I had to hand it to Ami. Despite my immediate success, she stuck it out with her dry fly. She did add the same dropper as I had on, and tried her luck with that as I continued to nymph deep.
"Get that seam, there!" Brock said, and he added a few extra back strokes to give us more time to deliver a good presentation.
Ami hit it first with her dry dropper, and I with my nymphs. My orange indicator shot under right in the seam Brock had pointed out, and I set the hook fast.
"Got it!" I said, and Brock went for his net.

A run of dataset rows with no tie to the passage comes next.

//! Multibase, base-N and multicodec encoding primitives
//!
//! This crate provides the text layer of the multiformats stack:
//! - Bit packing for power-of-two bases ([`nbit`]) and their alphabets ([`alphabet`])
//! - Arbitrary-precision radix conversion for base10/36/58 ([`radix`])
//! - Proquint pronounceable words ([`proquint`])
//! - Multibase prefix dispatch ([`multibase`])
//! - The multicodec code table ([`multicodec`])

pub mod alphabet;
pub mod multibase;
pub mod multicodec;
pub mod nbit;
pub mod proquint;
pub mod radix;

pub use alphabet::{Alphabet, Case};
pub use multibase::{
    BASE32_PREFIX, BASE58BTC_PREFIX, Base, Multibase, decode, decode_base58btc, encode,
    encode_base58btc, identify_encoding,
};
pub use multicodec::{CodecEntry, CodecTable, StaticCodecTable, Tag, default_table};
pub use radix::RadixAlphabet;

mod error;
pub use error::{EncodingError, Result};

"It's a nice one!" I said happily, noticing the fish was fighting harder than the last two. My hands were lifted over my head to bring up the fish over Brock's net, and with one healthy scoop the fish was landed.
In the mean time, Joel had poured everyone a shot of Kentucky Bourbon to toast the passing of Reese Ferguson. Parked on the side of the Bitterroot river seemed like the right place to honor a man who we got to know through fly fishing, and it was a nice gesture by Joel to include Reese in our day.

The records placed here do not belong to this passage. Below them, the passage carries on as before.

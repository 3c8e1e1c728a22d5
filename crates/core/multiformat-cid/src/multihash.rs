//! Multihash digest container
//!
//! A multihash is `varint(code) ++ varint(length) ++ digest`, where `code`
//! names the hash function in the multicodec table.
//!
//! See: <https://github.com/multiformats/multihash>

use multiformat_encoding::multicodec::{self, CodecTable};
use serde::{Deserialize, Serialize};
use sha2::{Digest, Sha256, Sha512};

use crate::error::{CidError, Result};

/// Decodes one unsigned varint from the front of `bytes`
pub(crate) fn read_varint(bytes: &[u8]) -> Result<(u64, &[u8])> {
    unsigned_varint::decode::u64(bytes)
        .map_err(|e| CidError::InvalidFormat(format!("varint decode: {e}")))
}

pub(crate) fn write_varint(value: u64, out: &mut Vec<u8>) {
    let mut buffer = unsigned_varint::encode::u64_buffer();
    out.extend_from_slice(unsigned_varint::encode::u64(value, &mut buffer));
}

/// A hash function code paired with the digest it produced
#[derive(Debug, Clone, PartialEq, Eq, Hash, PartialOrd, Ord, Serialize, Deserialize)]
pub struct Multihash {
    code: u64,
    digest: Vec<u8>,
}

impl Multihash {
    /// Wraps an existing digest. The code is not checked against any table.
    pub fn wrap(code: u64, digest: impl Into<Vec<u8>>) -> Self {
        Self {
            code,
            digest: digest.into(),
        }
    }

    /// Hashes `data` with the hash function named by `code`
    ///
    /// Only sha2-256 and sha2-512 are wired to an implementation.
    pub fn compute(code: u64, data: &[u8]) -> Result<Self> {
        match code {
            multicodec::SHA2_256 => Ok(Self::sha2_256(data)),
            multicodec::SHA2_512 => Ok(Self::wrap(code, Sha512::digest(data).to_vec())),
            _ => Err(CidError::NotImplemented(format!(
                "hashing with multihash code 0x{code:x}"
            ))),
        }
    }

    pub fn sha2_256(data: &[u8]) -> Self {
        Self::wrap(multicodec::SHA2_256, Sha256::digest(data).to_vec())
    }

    pub fn code(&self) -> u64 {
        self.code
    }

    pub fn digest(&self) -> &[u8] {
        &self.digest
    }

    /// Digest length in bytes
    pub fn size(&self) -> usize {
        self.digest.len()
    }

    pub fn to_bytes(&self) -> Vec<u8> {
        let mut bytes = Vec::with_capacity(self.digest.len() + 4);
        write_varint(self.code, &mut bytes);
        write_varint(self.digest.len() as u64, &mut bytes);
        bytes.extend_from_slice(&self.digest);
        bytes
    }

    /// Parses a multihash against the bundled multicodec table
    pub fn from_bytes(bytes: &[u8]) -> Result<Self> {
        Self::from_bytes_with(bytes, multicodec::default_table())
    }

    /// Parses a multihash, resolving the hash function code with `table`
    ///
    /// The declared length must match the remaining bytes exactly.
    pub fn from_bytes_with(bytes: &[u8], table: &dyn CodecTable) -> Result<Self> {
        if bytes.len() < 2 {
            return Err(CidError::InvalidFormat(format!(
                "multihash needs at least 2 bytes, got {}",
                bytes.len()
            )));
        }

        let (code, rest) = read_varint(bytes)?;
        if !table.is_multihash(code) {
            return Err(CidError::UnknownMultihash(code));
        }

        let (declared, digest) = read_varint(rest)?;
        if declared != digest.len() as u64 {
            return Err(CidError::InvalidDigestLength {
                declared,
                actual: digest.len(),
            });
        }

        Ok(Self::wrap(code, digest))
    }
}

#[cfg(test)]
mod tests {
    use super::*;
    use multiformat_encoding::{CodecEntry, StaticCodecTable, Tag};

    const HELLO_SHA256: &str = "2cf24dba5fb0a30e26e83b2ac5b9e29e1b161e5c1fa7425e73043362938b9824";

    #[test]
    fn test_to_bytes() {
        let hash = Multihash::wrap(0x12, hex::decode(HELLO_SHA256).unwrap());
        let bytes = hash.to_bytes();
        assert_eq!(&bytes[..2], &[0x12, 0x20]);
        assert_eq!(&bytes[2..], hash.digest());
        assert_eq!(hash.size(), 32);
    }

    #[test]
    fn test_multi_byte_varints() {
        // blake2b-256 code 0xb220 takes three varint bytes
        let hash = Multihash::wrap(multicodec::BLAKE2B_256, vec![7u8; 200]);
        let bytes = hash.to_bytes();
        assert_eq!(&bytes[..5], &[0xa0, 0xe4, 0x02, 0xc8, 0x01]);
        assert_eq!(Multihash::from_bytes(&bytes).unwrap(), hash);
    }

    #[test]
    fn test_from_bytes() {
        let mut bytes = vec![0x12, 0x20];
        bytes.extend(hex::decode(HELLO_SHA256).unwrap());
        let hash = Multihash::from_bytes(&bytes).unwrap();
        assert_eq!(hash.code(), multicodec::SHA2_256);
        assert_eq!(hex::encode(hash.digest()), HELLO_SHA256);
    }

    #[test]
    fn test_empty_identity_digest() {
        let hash = Multihash::from_bytes(&[0x00, 0x00]).unwrap();
        assert_eq!(hash.code(), multicodec::IDENTITY);
        assert_eq!(hash.size(), 0);
    }

    #[test]
    fn test_too_short() {
        assert!(matches!(
            Multihash::from_bytes(&[0x12]),
            Err(CidError::InvalidFormat(_))
        ));
        assert!(matches!(
            Multihash::from_bytes(&[]),
            Err(CidError::InvalidFormat(_))
        ));
    }

    #[test]
    fn test_truncated_varint() {
        assert!(matches!(
            Multihash::from_bytes(&[0x12, 0x80]),
            Err(CidError::InvalidFormat(_))
        ));
    }

    #[test]
    fn test_length_mismatch() {
        assert_eq!(
            Multihash::from_bytes(&[0x12, 0x03, 1, 2]),
            Err(CidError::InvalidDigestLength {
                declared: 3,
                actual: 2
            })
        );
        assert_eq!(
            Multihash::from_bytes(&[0x12, 0x01, 1, 2]),
            Err(CidError::InvalidDigestLength {
                declared: 1,
                actual: 2
            })
        );
    }

    #[test]
    fn test_unknown_hash_function() {
        assert_eq!(
            Multihash::from_bytes(&[0x55, 0x01, 0xff]),
            Err(CidError::UnknownMultihash(0x55))
        );
        assert_eq!(
            Multihash::from_bytes(&[0x7f, 0x01, 0xff]),
            Err(CidError::UnknownMultihash(0x7f))
        );
    }

    #[test]
    fn test_injected_table() {
        static ENTRIES: &[CodecEntry] = &[CodecEntry::new("sha2-512", Tag::Multihash, 0x13)];
        let table = StaticCodecTable::new(ENTRIES);
        assert_eq!(
            Multihash::from_bytes_with(&[0x12, 0x01, 0xff], &table),
            Err(CidError::UnknownMultihash(0x12))
        );
        assert!(Multihash::from_bytes_with(&[0x13, 0x01, 0xff], &table).is_ok());
    }

    #[test]
    fn test_compute() {
        let hash = Multihash::compute(multicodec::SHA2_256, b"hello").unwrap();
        assert_eq!(hex::encode(hash.digest()), HELLO_SHA256);
        assert_eq!(hash, Multihash::sha2_256(b"hello"));

        let hash = Multihash::compute(multicodec::SHA2_512, b"").unwrap();
        assert_eq!(hash.size(), 64);
        assert_eq!(hex::encode(&hash.digest()[..8]), "cf83e1357eefb8bd");

        assert!(matches!(
            Multihash::compute(multicodec::BLAKE3, b"hello"),
            Err(CidError::NotImplemented(_))
        ));
    }

    #[test]
    fn test_serde() {
        let hash = Multihash::wrap(0x12, vec![1, 2, 3]);
        let json = serde_json::to_string(&hash).unwrap();
        assert_eq!(json, r#"{"code":18,"digest":[1,2,3]}"#);
        let back: Multihash = serde_json::from_str(&json).unwrap();
        assert_eq!(back, hash);
    }
}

Just as Joel was packing up his gear to continue our float, Brock pulled out his fly rod and walked up the slow stagnate braid in the river that looked uninhabited. Armed with a skwalla, Brock took careful steps to get into position to make the perfect cast into the deeper part of the side channel. His skwalla landed with a splat right on the outside of a small stump in the water, and the next thing we heard was the thrashing of a nice sized brown trout. We all watched in disbelief as Brock landed his fish, and I didn't waste any time running down to get a picture.
The excitement of Brock's fish had us all determined that a dry fly skwalla was the way to go for the rest of the day. I was now behind the sticks and doing my best to get Gabe into some fish. We would often stop and fish some promising runs that looked fishy, but would turn up empty before pushing on.
After a while of rowing, Gabe took the oars so that I could have a shot at the front of the boat. With nothing hitting Gabe's dry fly, I switched back to a full nymphing rig.
The success rate had gone up after that, only I kept losing every fish I was hooking into. One fish in particular ripped line from my reel before it became unbuttoned. The thought of losing that fish haunted me, but it was short lived because the take out was just up ahead.
"How was the rest of the day?" I asked Deb who came to the edge of the river to see us in.
"It's a little tough when the guy in the front of the boat is flogging the water." She said, glancing towards Travis. I quickly looked over to see if Travis had heard Deb's comment.
"Darn, he didn't hear." I said, smiling.
"It was okay. I did get a fish on a dry fly." She said, after Joel and Gabe got the boat on the trailer.
"That's good." I said, as we all gathered our gear and said our goodbyes.
Tomorrow we would fish Rock Creek, and with any luck the flows will remain neutral, providing us clear waters for good fly fishing. I can hardly wait.